Hit and Run Studios, Rockville, MD.

line up

Rob Levey (chant), Alfred Morris III (guitares, claviers), Larry Brown (basse, claviers), Ronnie Kalimon (batterie, percussions, gong)

chronique

doom metal / sabbath worship

Dans la catégorie des traditionnalistes du Black Sabbath des années 70 à 72, on retient surtout les grands du doom des années 80 que sont Saint Vitus, Pentagram ou Trouble. Mais Iron Man, ce perdant magnifique ? On en parle ? Certes, un groupe en retard avec ce premier disque enregistré en 92, plus intégriste aussi, appliquant consciencieusement les recettes des précurseurs de Birmingham.

Consciencieusement ? Viscéralement plutôt : la passion pour la bande à Iommi transpire tout le long des 50 minutes de ce premier disque du groupe. Les riffs d’Al Morris III, parfaits pour accompagner les virées à moto les cheveux au vent, ne dépareilleraient pas sur Paranoid ou Master of Reality. La section rythmique plombée est solide avec un batteur au jeu varié et une basse graisseuse comme il faut. Ça groove non-stop. Il pleut du solo bluesy en veux-tu en voilà, avec quelques petites touches de synthétiseurs pour nuancer les ambiances. Alors que demander de plus ?

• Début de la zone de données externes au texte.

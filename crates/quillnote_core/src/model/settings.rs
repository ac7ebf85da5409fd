//! Order counter value and UI preference payload.
//!
//! # Responsibility
//! - Hold the persisted `current_order` together with opaque preferences.
//! - Allocate order numbers as a pure increment of an explicit value.
//!
//! # Invariants
//! - `Preferences` never carries the `current_order` key; the counter lives
//!   only in `Settings::current_order`.
//! - `allocate_next(n)` is always `> n`.

use crate::storage::{StoreError, StoreResult};
use serde::{Deserialize, Serialize};
use serde_json::{Map, Value};
use std::collections::BTreeMap;

/// Settings document key holding the order counter.
pub const CURRENT_ORDER_KEY: &str = "current_order";
/// Preference key for the window geometry string (`WIDTHxHEIGHT+X+Y`).
pub const GEOMETRY_KEY: &str = "geometry";
/// Preference key for the per-column width mapping.
pub const COLUMN_WIDTHS_KEY: &str = "column_widths";
/// Geometry used when none has been saved yet.
pub const DEFAULT_GEOMETRY: &str = "800x600";

/// Opaque UI preferences stored next to the order counter.
///
/// The core does not interpret these values beyond the typed helpers below;
/// unknown keys pass through unchanged.
#[derive(Debug, Clone, Default, PartialEq, Serialize, Deserialize)]
#[serde(from = "Map<String, Value>", into = "Map<String, Value>")]
pub struct Preferences {
    entries: Map<String, Value>,
}

impl Preferences {
    pub fn new() -> Self {
        Self::default()
    }

    /// Builds preferences from a settings mapping, dropping `current_order`.
    pub fn from_map(mut entries: Map<String, Value>) -> Self {
        entries.shift_remove(CURRENT_ORDER_KEY);
        Self { entries }
    }

    pub fn get(&self, key: &str) -> Option<&Value> {
        self.entries.get(key)
    }

    /// Sets one preference and returns the previous value.
    ///
    /// The reserved `current_order` key is ignored and returns `None`.
    pub fn insert(&mut self, key: impl Into<String>, value: Value) -> Option<Value> {
        let key = key.into();
        if key == CURRENT_ORDER_KEY {
            return None;
        }
        self.entries.insert(key, value)
    }

    pub fn remove(&mut self, key: &str) -> Option<Value> {
        self.entries.shift_remove(key)
    }

    pub fn is_empty(&self) -> bool {
        self.entries.is_empty()
    }

    pub fn len(&self) -> usize {
        self.entries.len()
    }

    pub fn iter(&self) -> impl Iterator<Item = (&String, &Value)> {
        self.entries.iter()
    }

    pub fn as_map(&self) -> &Map<String, Value> {
        &self.entries
    }

    pub fn into_map(self) -> Map<String, Value> {
        self.entries
    }

    /// Saved window geometry, if it is a string.
    pub fn geometry(&self) -> Option<&str> {
        self.entries.get(GEOMETRY_KEY).and_then(Value::as_str)
    }

    /// Saved window geometry or [`DEFAULT_GEOMETRY`].
    pub fn geometry_or_default(&self) -> &str {
        self.geometry().unwrap_or(DEFAULT_GEOMETRY)
    }

    pub fn set_geometry(&mut self, geometry: impl Into<String>) {
        self.entries
            .insert(GEOMETRY_KEY.to_string(), Value::String(geometry.into()));
    }

    /// Saved column widths.
    ///
    /// Entries that are not positive integers are skipped, so a zero width
    /// never overrides the view's own default.
    pub fn column_widths(&self) -> BTreeMap<String, u32> {
        let Some(Value::Object(widths)) = self.entries.get(COLUMN_WIDTHS_KEY) else {
            return BTreeMap::new();
        };
        widths
            .iter()
            .filter_map(|(column, width)| {
                let width = u32::try_from(width.as_u64()?).ok()?;
                (width > 0).then(|| (column.clone(), width))
            })
            .collect()
    }

    /// Records the width of one column, keeping the other columns.
    pub fn set_column_width(&mut self, column: impl Into<String>, width: u32) {
        let slot = self
            .entries
            .entry(COLUMN_WIDTHS_KEY.to_string())
            .or_insert_with(|| Value::Object(Map::new()));
        if !slot.is_object() {
            *slot = Value::Object(Map::new());
        }
        if let Value::Object(widths) = slot {
            widths.insert(column.into(), Value::from(width));
        }
    }
}

impl From<Map<String, Value>> for Preferences {
    fn from(value: Map<String, Value>) -> Self {
        Self::from_map(value)
    }
}

impl From<Preferences> for Map<String, Value> {
    fn from(value: Preferences) -> Self {
        value.entries
    }
}

/// Decoded settings document.
#[derive(Debug, Clone, Default, PartialEq)]
pub struct Settings {
    /// Highest order number handed out so far. `0` on a fresh install.
    pub current_order: u64,
    /// Everything else in the document, verbatim.
    pub preferences: Preferences,
}

impl Settings {
    /// Decodes a settings document.
    ///
    /// Returns `None` when `value` is not a JSON mapping. A missing or
    /// non-integer `current_order` decodes as `0`.
    pub fn from_document(value: &Value) -> Option<Self> {
        let entries = value.as_object()?;
        let current_order = entries
            .get(CURRENT_ORDER_KEY)
            .and_then(Value::as_u64)
            .unwrap_or(0);
        Some(Self {
            current_order,
            preferences: Preferences::from_map(entries.clone()),
        })
    }
}

/// Returns the order number that follows `current_order`.
///
/// Pure: nothing is reserved. The caller must persist the returned value
/// before treating it as allocated.
///
/// # Errors
/// - `StoreError::OrderExhausted` when `current_order == u64::MAX`.
pub fn allocate_next(current_order: u64) -> StoreResult<u64> {
    current_order
        .checked_add(1)
        .ok_or(StoreError::OrderExhausted)
}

Certes, musique ringarde au possible, pour cette année 93, date de sortie du disque, musique dépassée, déclassée, exhalant la lose : divorce difficile, loyers impayés qui s’accumulent, calvitie galopante avec, pour seul exutoire, la salle de répét’ où jouer du doom. Mais une lose majestueuse, pleine de panache, une désuétude pleinement assumée : l’exutoire se mue ici en réjouissance, celle de jouer et d’enregistrer une musique que l’on aime, sans autre prétention que celle de se faire plaisir et d’emporter avec soi, dans sa passion, quelques rares auditeurs. Du travail d’honnête artisan, respectueux des traditions sabbathiennes, on l’a dit, répétant inlassablement les gestes ancestraux développés par les pionniers du genre. Mais, comme tout bon artisan, insufflant à son travail de petites touches personnelles, apposant sa marque comme ces leads plus Saint Vitus que Black Sabbath ou ces extraits de journaux télévisés sur Vampires ; un Time For Change qui fait la nique aux freluquets du grunge ; de la double pédale sur Life’s Toll ; une guitare n’hésitant pas à abuser de la wha comme sur Leaving Town ; une introduction avec nappes de synthétiseurs mélancoliques sur Why can’t you save me ? ; un son plus moderne dans l’ensemble, aux grondements réconfortants. Seul point faible du disque peut-être ? Rob Levey, un chanteur aux intonations à la Ozzy en plus grave, mais sans le charisme et à la justesse toute relative.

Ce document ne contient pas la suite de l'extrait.